Many smaller departments around Minnesota have yet to adopt body camera technology.
Many smaller departments around Minnesota have yet to adopt body camera technology. Credit: MinnPost file photo by Bill Kelley

When an Austin police officer killed Kokou Christopher Fiafonou in late December, parts of the shooting in the southeastern Minnesota city were captured on squad-car video that has yet to be publicly released. But there does not appear to be footage of the entire episode, in which officers say Fiafonou confronted police with a knife but Fiafonou’s family contends he was doing nothing wrong when killed.

There might be more video if the 34-officer Austin Police Department had body-worn cameras. But they don’t, meaning there is less clarity about a case that has drawn protests in the city of 26,000 people.

Body-worn cameras, or the lack of them, have played key roles in several high-profile Minnesota cases where police have killed or injured someone. Experts say the cameras don’t always produce consensus about controversial incidents, but they do tend to reduce complaints against officers and are generally supported by the public and police.

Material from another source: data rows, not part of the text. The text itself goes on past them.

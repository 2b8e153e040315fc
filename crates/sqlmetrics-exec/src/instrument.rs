//! Timing instrumentation for statement executors.
//!
//! [`InstrumentedExecutor`] wraps any [`StatementExecutor`] and records the
//! wall-clock duration of each delegated call into a shared
//! [`MetricsRegistry`](sqlmetrics_core::MetricsRegistry), keyed by the SQL
//! text the call discloses.

use std::fmt;

use sqlmetrics_core::{MetricName, RunningTimer, SharedMetricsRegistry};
use tracing::trace;

use crate::action::{
    CallableAction, CallableCreator, ConnectionAction, PreparedAction, SqlDisclosure,
    StatementAction, StatementPreparer,
};
use crate::error::Error;
use crate::executor::{FromConnectionSource, StatementExecutor};

/// Namespace every timer emitted by [`InstrumentedExecutor`] lives under.
pub const METRIC_GROUP: &str = "JdbcTemplate";

/// Category for plain statement actions.
pub const STATEMENT_CATEGORY: &str = "execute.StatementCallback";

/// Category for prepared statement execution.
pub const PREPARED_CATEGORY: &str = "execute.PreparedStatementCreator.PreparedStatementCallback";

/// Category for callable (stored-procedure) execution.
pub const CALLABLE_CATEGORY: &str = "callable.CallableStatementCreator.CallableStatementCallback";

/// Category for raw connection actions.
pub const CONNECTION_CATEGORY: &str = "connectionCallback";

/// Discriminator recorded when a SQL-aware action has no single statement.
pub const BATCH_DISCRIMINATOR: &str = "batchUpdate";

/// A statement executor that times every delegated call.
///
/// The wrapper implements the same [`StatementExecutor`] capability set as
/// the executor it holds, delegating each entry point unchanged. Around the
/// delegation it resolves a timer from the configured registry, starts it
/// immediately before the call, and stops it exactly once immediately after
/// — whether the delegate returns or fails. Results and errors pass through
/// untouched.
///
/// Plain and prepared execution are only timed when the descriptor discloses
/// its SQL; callable and connection execution are always timed, under a
/// category-only name when no SQL is available.
///
/// The registry must be configured before call traffic begins. A call that
/// needs a timer while the registry is unset fails with
/// [`Error::RegistryUnset`] before the delegate is invoked.
pub struct InstrumentedExecutor<E> {
    inner: E,
    registry: Option<SharedMetricsRegistry>,
}

impl<E> InstrumentedExecutor<E> {
    /// Wrap an existing executor. No registry is configured yet.
    pub fn new(inner: E) -> Self {
        Self {
            inner,
            registry: None,
        }
    }

    /// Wrap an existing executor with a registry already configured.
    pub fn with_registry(inner: E, registry: SharedMetricsRegistry) -> Self {
        Self {
            inner,
            registry: Some(registry),
        }
    }

    /// Get the configured metrics registry, if any.
    pub fn registry(&self) -> Option<&SharedMetricsRegistry> {
        self.registry.as_ref()
    }

    /// Configure the metrics registry.
    ///
    /// Configuration must complete before call traffic begins; the reference
    /// is read on every instrumented call.
    pub fn set_registry(&mut self, registry: SharedMetricsRegistry) {
        self.registry = Some(registry);
    }

    /// Get the wrapped executor.
    pub fn inner(&self) -> &E {
        &self.inner
    }

    /// Get the wrapped executor mutably.
    pub fn inner_mut(&mut self) -> &mut E {
        &mut self.inner
    }

    /// Unwrap into the underlying executor.
    pub fn into_inner(self) -> E {
        self.inner
    }

    /// Resolve `name` against the registry and begin a measurement interval.
    ///
    /// Fails fast when no registry has been configured.
    fn start_timer(&self, name: MetricName) -> Result<RunningTimer, Error> {
        let registry = self.registry.as_ref().ok_or(Error::RegistryUnset)?;
        trace!(metric = %name, "timing statement execution");
        Ok(registry.timer(name).start())
    }
}

impl<E: Default> Default for InstrumentedExecutor<E> {
    fn default() -> Self {
        Self::new(E::default())
    }
}

impl<E: FromConnectionSource> InstrumentedExecutor<E> {
    /// Build over a connection source, mirroring the underlying executor.
    pub fn from_source(source: E::Source) -> Self {
        Self::new(E::from_source(source))
    }

    /// Build over a connection source with optionally deferred
    /// initialization, mirroring the underlying executor.
    pub fn from_source_lazy(source: E::Source, lazy_init: bool) -> Self {
        Self::new(E::from_source_lazy(source, lazy_init))
    }
}

impl<E: StatementExecutor> StatementExecutor for InstrumentedExecutor<E> {
    type Connection = E::Connection;
    type Statement = E::Statement;

    fn execute<A>(&self, action: A) -> Result<A::Output, Error>
    where
        A: StatementAction<E::Statement>,
    {
        let timer = match action.sql() {
            SqlDisclosure::Opaque => None,
            SqlDisclosure::Batch => Some(self.start_timer(MetricName::discriminated(
                METRIC_GROUP,
                STATEMENT_CATEGORY,
                BATCH_DISCRIMINATOR,
            ))?),
            SqlDisclosure::Statement(sql) => Some(self.start_timer(MetricName::discriminated(
                METRIC_GROUP,
                STATEMENT_CATEGORY,
                sql,
            ))?),
        };

        let result = self.inner.execute(action);
        if let Some(timer) = timer {
            timer.stop();
        }
        result
    }

    fn execute_prepared<P, A>(&self, preparer: P, action: A) -> Result<A::Output, Error>
    where
        P: StatementPreparer<Self::Connection>,
        A: PreparedAction<P::Prepared>,
    {
        let timer = match preparer.sql() {
            SqlDisclosure::Statement(sql) => Some(self.start_timer(MetricName::discriminated(
                METRIC_GROUP,
                PREPARED_CATEGORY,
                sql,
            ))?),
            SqlDisclosure::Opaque | SqlDisclosure::Batch => None,
        };

        let result = self.inner.execute_prepared(preparer, action);
        if let Some(timer) = timer {
            timer.stop();
        }
        result
    }

    fn execute_callable<C, A>(&self, creator: C, action: A) -> Result<A::Output, Error>
    where
        C: CallableCreator<Self::Connection>,
        A: CallableAction<C::Callable>,
    {
        let name = match creator.sql() {
            SqlDisclosure::Statement(sql) => {
                MetricName::discriminated(METRIC_GROUP, CALLABLE_CATEGORY, sql)
            }
            SqlDisclosure::Opaque | SqlDisclosure::Batch => {
                MetricName::new(METRIC_GROUP, CALLABLE_CATEGORY)
            }
        };
        let timer = self.start_timer(name)?;

        let result = self.inner.execute_callable(creator, action);
        timer.stop();
        result
    }

    fn with_connection<A>(&self, action: A) -> Result<A::Output, Error>
    where
        A: ConnectionAction<E::Connection>,
    {
        let timer = self.start_timer(MetricName::new(METRIC_GROUP, CONNECTION_CATEGORY))?;

        let result = self.inner.with_connection(action);
        timer.stop();
        result
    }
}

impl<E> fmt::Debug for InstrumentedExecutor<E> {
    fn fmt(&self, f: &mut fmt::Formatter<'_>) -> fmt::Result {
        f.debug_struct("InstrumentedExecutor")
            .field("registry_configured", &self.registry.is_some())
            .finish()
    }
}
//! Central timer registry.

use std::sync::Arc;

use dashmap::DashMap;
use tracing::debug;

use crate::name::MetricName;
use crate::timer::Timer;

/// Central registry resolving metric names to timers.
///
/// Lookup is idempotent: the same name always resolves to the same shared
/// [`Timer`] instance, created on first use. The registry is safe to share
/// across threads behind an `Arc`.
#[derive(Debug, Default)]
pub struct MetricsRegistry {
    timers: DashMap<MetricName, Arc<Timer>>,
}

impl MetricsRegistry {
    /// Create a new, empty registry.
    pub fn new() -> Self {
        Self {
            timers: DashMap::new(),
        }
    }

    /// Resolve the timer registered under `name`, creating it on first use.
    pub fn timer(&self, name: MetricName) -> Arc<Timer> {
        if let Some(timer) = self.timers.get(&name) {
            return Arc::clone(timer.value());
        }

        debug!(metric = %name, "registering timer");
        Arc::clone(
            self.timers
                .entry(name)
                .or_insert_with(|| Arc::new(Timer::new()))
                .value(),
        )
    }

    /// Get the timer registered under `name`, if any.
    pub fn get(&self, name: &MetricName) -> Option<Arc<Timer>> {
        self.timers.get(name).map(|timer| Arc::clone(timer.value()))
    }

    /// Names of every registered timer.
    pub fn names(&self) -> Vec<MetricName> {
        self.timers.iter().map(|entry| entry.key().clone()).collect()
    }

    /// Number of registered timers.
    pub fn len(&self) -> usize {
        self.timers.len()
    }

    /// Check whether the registry holds no timers.
    pub fn is_empty(&self) -> bool {
        self.timers.is_empty()
    }

    /// Drop every registered timer (for testing).
    pub fn reset(&self) {
        self.timers.clear();
    }
}

/// Shared metrics registry handle.
pub type SharedMetricsRegistry = Arc<MetricsRegistry>;

/// Create a new shared metrics registry.
pub fn new_shared_registry() -> SharedMetricsRegistry {
    Arc::new(MetricsRegistry::new())
}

Austin’s police chief and mayor said they had been pursuing body cameras for officers before the shooting, but a few hurdles have made adopting the technology a lengthy process.

Austin is not alone, and the incident underscores that while body cameras have become common in larger cities and counties in the state, particularly in the Twin Cities metro area, many smaller departments around Minnesota have yet to adopt the technology. 

A contested shooting

Austin police said they first encountered Fiafonou, who is Black, on Dec. 22, after officers were notified he was walking in traffic holding a knife. According to a department press release, police followed Fiafonou, who had a machete, into an apartment complex. There, officers used Tasers in an unsuccessful effort to subdue him. Over the next 24 hours, police say they tried to negotiate with Fiafonou, who had threatened to hurt other people, and also used pepper spray and foam bullets to try to apprehend him.

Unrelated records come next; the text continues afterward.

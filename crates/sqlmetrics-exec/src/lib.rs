//! SQLMetrics Exec - Statement executor contract and timing decorator.
//!
//! This crate fixes the capability set a statement executor exposes
//! ([`StatementExecutor`]) and provides [`InstrumentedExecutor`], a wrapper
//! that times every delegated call and records the duration into a shared
//! metrics registry under a name derived from the executed SQL.
//!
//! # Quick Start
//!
//! ```ignore
//! use sqlmetrics_core::new_shared_registry;
//! use sqlmetrics_exec::{InstrumentedExecutor, StatementExecutor};
//!
//! // Wrap whatever executor the database library provides.
//! let registry = new_shared_registry();
//! let executor = InstrumentedExecutor::with_registry(db_executor, registry.clone());
//!
//! // Calls behave exactly as before; durations land in the registry.
//! let rows = executor.execute(UpdateUsers::new("UPDATE users SET active = 1"))?;
//!
//! for name in registry.names() {
//!     println!("{name}: {} samples", registry.get(&name).unwrap().count());
//! }
//! ```

pub mod action;
pub mod error;
pub mod executor;
pub mod instrument;

pub use action::{
    CallableAction, CallableCreator, ConnectionAction, PreparedAction, SqlDisclosure,
    StatementAction, StatementPreparer,
};
pub use error::Error;
pub use executor::{FromConnectionSource, StatementExecutor};
pub use instrument::{
    InstrumentedExecutor, BATCH_DISCRIMINATOR, CALLABLE_CATEGORY, CONNECTION_CATEGORY,
    METRIC_GROUP, PREPARED_CATEGORY, STATEMENT_CATEGORY,
};

/// Re-export metrics primitives.
pub use sqlmetrics_core as metrics;
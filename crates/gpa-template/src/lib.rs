//! # gpa-template
//!
//! Enforcement actions for the Group Policy applier.
//!
//! An applier resolves a [`TemplateBinding`] (template id plus variables) and
//! hands it to an [`ActionFactory`], which returns an [`Enforcement`] action.
//! Calling [`Enforcement::generate`] renders the template and activates the
//! result on the system.
//!
//! The only backend shipped here is polkit: [`PolkitRule`] renders a
//! `*.rules.tmpl` template into `/etc/polkit-1/rules.d`.

pub mod binding;
pub mod error;
pub mod polkit;
pub mod render;

pub use binding::{ActionFactory, Enforcement, TemplateBinding};
pub use error::TemplateError;
pub use polkit::{js_literal, PolkitConfig, PolkitRule, PolkitRuleFactory};
pub use render::render;
// error.rs — Error types for template rendering and activation.

use std::path::PathBuf;
use thiserror::Error;

/// Errors that can occur while generating an enforcement artifact.
#[derive(Debug, Error)]
pub enum TemplateError {
    /// No template source exists on disk or among the built-in templates.
    #[error("template '{template_id}' not found (searched {})", .searched.display())]
    NotFound {
        template_id: String,
        searched: PathBuf,
    },

    /// The template references a variable the binding does not define.
    #[error("template '{template_id}' references undefined variable '{name}'")]
    MissingVariable { template_id: String, name: String },

    /// Reading the template or writing the generated file failed.
    #[error("I/O error at {path}: {source}")]
    Io {
        path: PathBuf,
        source: std::io::Error,
    },

    /// The placeholder pattern failed to compile.
    #[error("invalid placeholder pattern: {0}")]
    Pattern(#[from] regex::Error),
}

Around 9:30 p.m. on the 23rd, when “police presence was drawn down,” Fiafonou left the building and walked to a gas station, where he “confronted” officers in the parking lot while armed with a knife, the Austin press release says. Officer Zachary Gast fatally shot the 38-year-old Fiafonou, according to the Minnesota Bureau of Criminal Apprehension.

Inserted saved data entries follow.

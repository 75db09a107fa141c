// show.rs — Print resolved bindings without generating anything.

use anyhow::Context;
use gpa_applier::PolkitApplier;
use gpa_storage::SnapshotStorage;
use gpa_template::TemplateBinding;

use crate::config::GpaConfig;

pub fn execute(config: &GpaConfig, json: bool) -> anyhow::Result<()> {
    let storage = SnapshotStorage::open(&config.storage.snapshot)
        .with_context(|| format!("failed to open {}", config.storage.snapshot.display()))?;
    let applier = PolkitApplier::new(&storage, &config.polkit).context("polkit applier")?;
    print!("{}", format_bindings(applier.bindings(), json)?);
    Ok(())
}

fn format_bindings(bindings: &[TemplateBinding], json: bool) -> anyhow::Result<String> {
    if json {
        return Ok(format!("{}\n", serde_json::to_string_pretty(bindings)?));
    }

    let mut out = format!("{:<32} VARIABLES\n{}\n", "TEMPLATE", "-".repeat(60));
    for binding in bindings {
        let vars = binding
            .variables
            .iter()
            .map(|(k, v)| format!("{}={}", k, v))
            .collect::<Vec<_>>()
            .join(", ");
        out.push_str(&format!("{:<32} {}\n", binding.template_id, vars));
    }
    Ok(out)
}

#[cfg(test)]
mod tests {
    use super::*;
    use crate::config::StorageConfig;
    use gpa_template::PolkitConfig;
    use std::fs;
    use std::path::Path;
    use tempfile::tempdir;

    fn config_in(root: &Path) -> GpaConfig {
        GpaConfig {
            storage: StorageConfig {
                snapshot: root.join("policy.jsonl"),
            },
            polkit: PolkitConfig {
                templates_dir: root.join("templates"),
                rules_dir: root.join("rules.d"),
            },
        }
    }

    fn bindings_for(snapshot: &str) -> Vec<TemplateBinding> {
        let dir = tempdir().unwrap();
        let config = config_in(dir.path());
        fs::write(&config.storage.snapshot, snapshot).unwrap();
        let storage = SnapshotStorage::open(&config.storage.snapshot).unwrap();
        PolkitApplier::new(&storage, &config.polkit)
            .unwrap()
            .bindings()
            .to_vec()
    }

    #[test]
    fn show_writes_no_rules() {
        let dir = tempdir().unwrap();
        let config = config_in(dir.path());
        fs::write(
            &config.storage.snapshot,
            r#"{"path":"Software\\Policies\\Microsoft\\Windows\\RemovableStorageDevices\\Deny_All","data":1}"#,
        )
        .unwrap();

        execute(&config, false).unwrap();
        execute(&config, true).unwrap();
        assert!(!config.polkit.rules_dir.exists());
    }

    #[test]
    fn json_lists_template_and_variables() {
        let bindings = bindings_for(
            r#"{"path":"Software\\Policies\\Microsoft\\Windows\\RemovableStorageDevices\\Deny_All","data":1}"#,
        );
        let text = format_bindings(&bindings, true).unwrap();
        let value: serde_json::Value = serde_json::from_str(&text).unwrap();
        assert_eq!(value[0]["template_id"], "99-gpoa_disk_permissions");
        assert_eq!(value[0]["variables"]["Deny_All"], 1);
    }

    #[test]
    fn table_shows_defaults_for_empty_snapshot() {
        let text = format_bindings(&bindings_for(""), false).unwrap();
        assert!(text.starts_with("TEMPLATE"));
        assert!(text.contains("99-gpoa_disk_permissions"));
        assert!(text.contains("Deny_All=0"));
    }

    #[test]
    fn missing_snapshot_names_the_file() {
        let dir = tempdir().unwrap();
        let config = config_in(dir.path());
        let err = execute(&config, false).unwrap_err();
        let message = format!("{err:#}");
        assert!(message.contains("failed to open"), "{message}");
        assert!(message.contains("policy.jsonl"), "{message}");
    }
}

Kokou Christopher Fiafonou
[image_credit]GoFundMe[/image_credit][image_caption]Kokou Christopher Fiafonou[/image_caption]
Fiafonou’s family, and Michelle Gross, president of Communities United Against Police Brutality, have said police harassed the man who they described as having a mental health crisis, according to the Austin Daily Herald and an online fundraiser for the family. The fundraiser, organized by Gross, says the family’s home was “destroyed by tear gas and other projectiles after police blew out all of the windows.”

Gross, who could not be reached for comment, and Fiafonou’s family have also called for any video of the incident to be released. They had initially asked for body camera footage, though there was none.

Why Austin doesn’t have body cameras — yet

In an interview Friday, Austin police chief David McKichan said he had already wanted body cameras for officers and the department had been actively researching how to buy and implement them. McKichan said around 2014 the department started using high-definition cameras in squad cars and linked them to wireless microphones to get on-scene audio. “Of course the next natural step is body cameras,” McKichan said.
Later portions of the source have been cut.